_EXERCISE DESCRIPTION_: Read the data, and whenever a line holds the word "ExportRow", report that line.

_INPUT DATA_:
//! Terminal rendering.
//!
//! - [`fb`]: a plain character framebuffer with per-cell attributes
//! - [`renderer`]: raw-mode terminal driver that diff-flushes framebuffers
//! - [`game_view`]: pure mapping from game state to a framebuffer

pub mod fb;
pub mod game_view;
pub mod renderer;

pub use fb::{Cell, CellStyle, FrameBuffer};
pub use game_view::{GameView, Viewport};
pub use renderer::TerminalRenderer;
==
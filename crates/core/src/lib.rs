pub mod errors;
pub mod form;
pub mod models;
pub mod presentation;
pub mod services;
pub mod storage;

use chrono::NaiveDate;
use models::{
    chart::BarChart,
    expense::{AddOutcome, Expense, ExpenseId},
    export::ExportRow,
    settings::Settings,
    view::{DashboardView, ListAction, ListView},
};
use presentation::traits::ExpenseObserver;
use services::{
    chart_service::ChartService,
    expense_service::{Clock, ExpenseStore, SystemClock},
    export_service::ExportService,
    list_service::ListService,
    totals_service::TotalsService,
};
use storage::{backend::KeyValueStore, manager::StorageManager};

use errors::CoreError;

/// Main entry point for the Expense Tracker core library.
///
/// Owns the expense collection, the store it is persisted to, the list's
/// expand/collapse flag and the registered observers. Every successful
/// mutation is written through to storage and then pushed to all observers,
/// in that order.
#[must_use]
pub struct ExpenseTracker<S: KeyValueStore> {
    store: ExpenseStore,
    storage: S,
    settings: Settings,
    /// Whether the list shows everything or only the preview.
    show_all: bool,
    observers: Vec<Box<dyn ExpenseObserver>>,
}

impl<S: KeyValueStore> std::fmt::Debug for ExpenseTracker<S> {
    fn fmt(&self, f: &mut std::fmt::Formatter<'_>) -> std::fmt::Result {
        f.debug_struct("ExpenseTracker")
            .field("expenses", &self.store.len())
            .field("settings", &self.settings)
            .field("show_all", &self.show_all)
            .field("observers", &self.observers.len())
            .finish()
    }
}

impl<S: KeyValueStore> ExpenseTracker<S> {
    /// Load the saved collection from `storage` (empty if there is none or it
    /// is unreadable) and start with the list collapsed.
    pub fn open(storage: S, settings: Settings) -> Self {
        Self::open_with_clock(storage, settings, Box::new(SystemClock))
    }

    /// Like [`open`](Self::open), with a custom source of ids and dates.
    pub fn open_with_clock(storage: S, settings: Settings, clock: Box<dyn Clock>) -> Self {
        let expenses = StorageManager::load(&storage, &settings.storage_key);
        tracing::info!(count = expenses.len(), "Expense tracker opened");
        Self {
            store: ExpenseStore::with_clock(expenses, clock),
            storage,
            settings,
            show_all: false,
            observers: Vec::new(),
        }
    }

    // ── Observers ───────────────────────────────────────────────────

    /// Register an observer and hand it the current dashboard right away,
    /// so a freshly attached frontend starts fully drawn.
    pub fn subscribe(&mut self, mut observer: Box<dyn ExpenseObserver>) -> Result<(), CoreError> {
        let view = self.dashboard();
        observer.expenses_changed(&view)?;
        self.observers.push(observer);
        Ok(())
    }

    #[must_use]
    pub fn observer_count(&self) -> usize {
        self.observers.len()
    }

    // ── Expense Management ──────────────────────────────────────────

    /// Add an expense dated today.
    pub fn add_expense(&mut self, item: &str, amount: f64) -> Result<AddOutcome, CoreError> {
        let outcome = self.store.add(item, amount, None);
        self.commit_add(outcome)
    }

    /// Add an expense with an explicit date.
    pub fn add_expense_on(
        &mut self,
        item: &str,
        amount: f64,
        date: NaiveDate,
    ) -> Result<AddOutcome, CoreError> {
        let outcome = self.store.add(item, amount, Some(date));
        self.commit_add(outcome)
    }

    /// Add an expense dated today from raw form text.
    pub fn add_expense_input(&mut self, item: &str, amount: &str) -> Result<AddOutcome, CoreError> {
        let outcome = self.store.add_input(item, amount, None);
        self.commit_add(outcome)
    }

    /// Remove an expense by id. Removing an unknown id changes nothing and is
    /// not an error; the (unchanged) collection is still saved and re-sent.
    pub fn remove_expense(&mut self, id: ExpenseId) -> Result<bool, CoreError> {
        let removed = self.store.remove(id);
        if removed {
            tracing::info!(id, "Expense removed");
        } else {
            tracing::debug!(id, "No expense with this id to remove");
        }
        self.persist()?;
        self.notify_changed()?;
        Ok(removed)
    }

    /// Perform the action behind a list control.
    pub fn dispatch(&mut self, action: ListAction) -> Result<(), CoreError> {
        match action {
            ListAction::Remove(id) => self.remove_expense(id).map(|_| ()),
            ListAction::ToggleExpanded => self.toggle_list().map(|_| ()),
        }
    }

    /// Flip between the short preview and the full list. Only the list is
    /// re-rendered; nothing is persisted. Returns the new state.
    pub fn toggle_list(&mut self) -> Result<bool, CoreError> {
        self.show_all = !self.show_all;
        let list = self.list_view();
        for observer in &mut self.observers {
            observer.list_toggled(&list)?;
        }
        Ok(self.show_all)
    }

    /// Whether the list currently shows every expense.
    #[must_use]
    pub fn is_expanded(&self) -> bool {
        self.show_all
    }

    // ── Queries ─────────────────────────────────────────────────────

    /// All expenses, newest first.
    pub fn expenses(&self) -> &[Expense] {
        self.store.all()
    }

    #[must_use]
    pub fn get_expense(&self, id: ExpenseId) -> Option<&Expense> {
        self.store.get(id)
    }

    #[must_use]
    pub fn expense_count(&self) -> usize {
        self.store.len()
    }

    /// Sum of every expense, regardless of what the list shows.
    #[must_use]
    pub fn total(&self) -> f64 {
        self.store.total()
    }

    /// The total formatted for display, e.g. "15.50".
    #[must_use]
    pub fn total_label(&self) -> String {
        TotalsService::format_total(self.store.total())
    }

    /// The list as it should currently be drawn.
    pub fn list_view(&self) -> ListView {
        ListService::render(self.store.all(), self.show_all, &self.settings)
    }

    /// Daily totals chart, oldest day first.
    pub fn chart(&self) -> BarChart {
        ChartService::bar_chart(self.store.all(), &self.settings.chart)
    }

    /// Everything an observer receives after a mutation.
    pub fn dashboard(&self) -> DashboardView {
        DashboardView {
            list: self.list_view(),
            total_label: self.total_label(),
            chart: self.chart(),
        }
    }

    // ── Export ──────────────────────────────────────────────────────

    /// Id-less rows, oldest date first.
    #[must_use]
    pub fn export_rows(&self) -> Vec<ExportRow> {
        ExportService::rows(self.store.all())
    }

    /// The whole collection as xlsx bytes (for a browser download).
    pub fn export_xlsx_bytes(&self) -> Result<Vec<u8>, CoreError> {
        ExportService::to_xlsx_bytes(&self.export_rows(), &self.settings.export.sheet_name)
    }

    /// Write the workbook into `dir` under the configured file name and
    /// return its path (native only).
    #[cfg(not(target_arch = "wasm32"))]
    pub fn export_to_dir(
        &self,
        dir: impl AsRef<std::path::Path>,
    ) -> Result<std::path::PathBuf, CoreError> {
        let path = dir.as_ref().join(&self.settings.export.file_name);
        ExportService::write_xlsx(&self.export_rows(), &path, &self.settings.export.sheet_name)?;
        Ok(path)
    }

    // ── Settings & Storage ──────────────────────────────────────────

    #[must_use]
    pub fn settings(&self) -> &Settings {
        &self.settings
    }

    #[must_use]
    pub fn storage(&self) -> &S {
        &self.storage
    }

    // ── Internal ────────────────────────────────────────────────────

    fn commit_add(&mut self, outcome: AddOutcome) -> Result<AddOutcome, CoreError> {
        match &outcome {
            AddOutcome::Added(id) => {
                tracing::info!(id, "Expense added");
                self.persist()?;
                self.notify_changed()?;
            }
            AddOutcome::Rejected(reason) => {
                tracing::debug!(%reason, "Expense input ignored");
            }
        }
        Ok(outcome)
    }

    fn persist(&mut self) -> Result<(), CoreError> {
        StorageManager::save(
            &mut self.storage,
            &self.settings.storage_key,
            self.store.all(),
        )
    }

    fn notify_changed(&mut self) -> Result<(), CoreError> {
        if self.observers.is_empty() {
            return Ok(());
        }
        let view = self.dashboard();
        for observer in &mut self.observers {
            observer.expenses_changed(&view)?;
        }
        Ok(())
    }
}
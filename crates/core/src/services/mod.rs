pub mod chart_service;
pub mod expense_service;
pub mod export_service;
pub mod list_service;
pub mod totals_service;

_EXERCISE ANSWER_:
    export::ExportRow,
    pub fn export_rows(&self) -> Vec<ExportRow> {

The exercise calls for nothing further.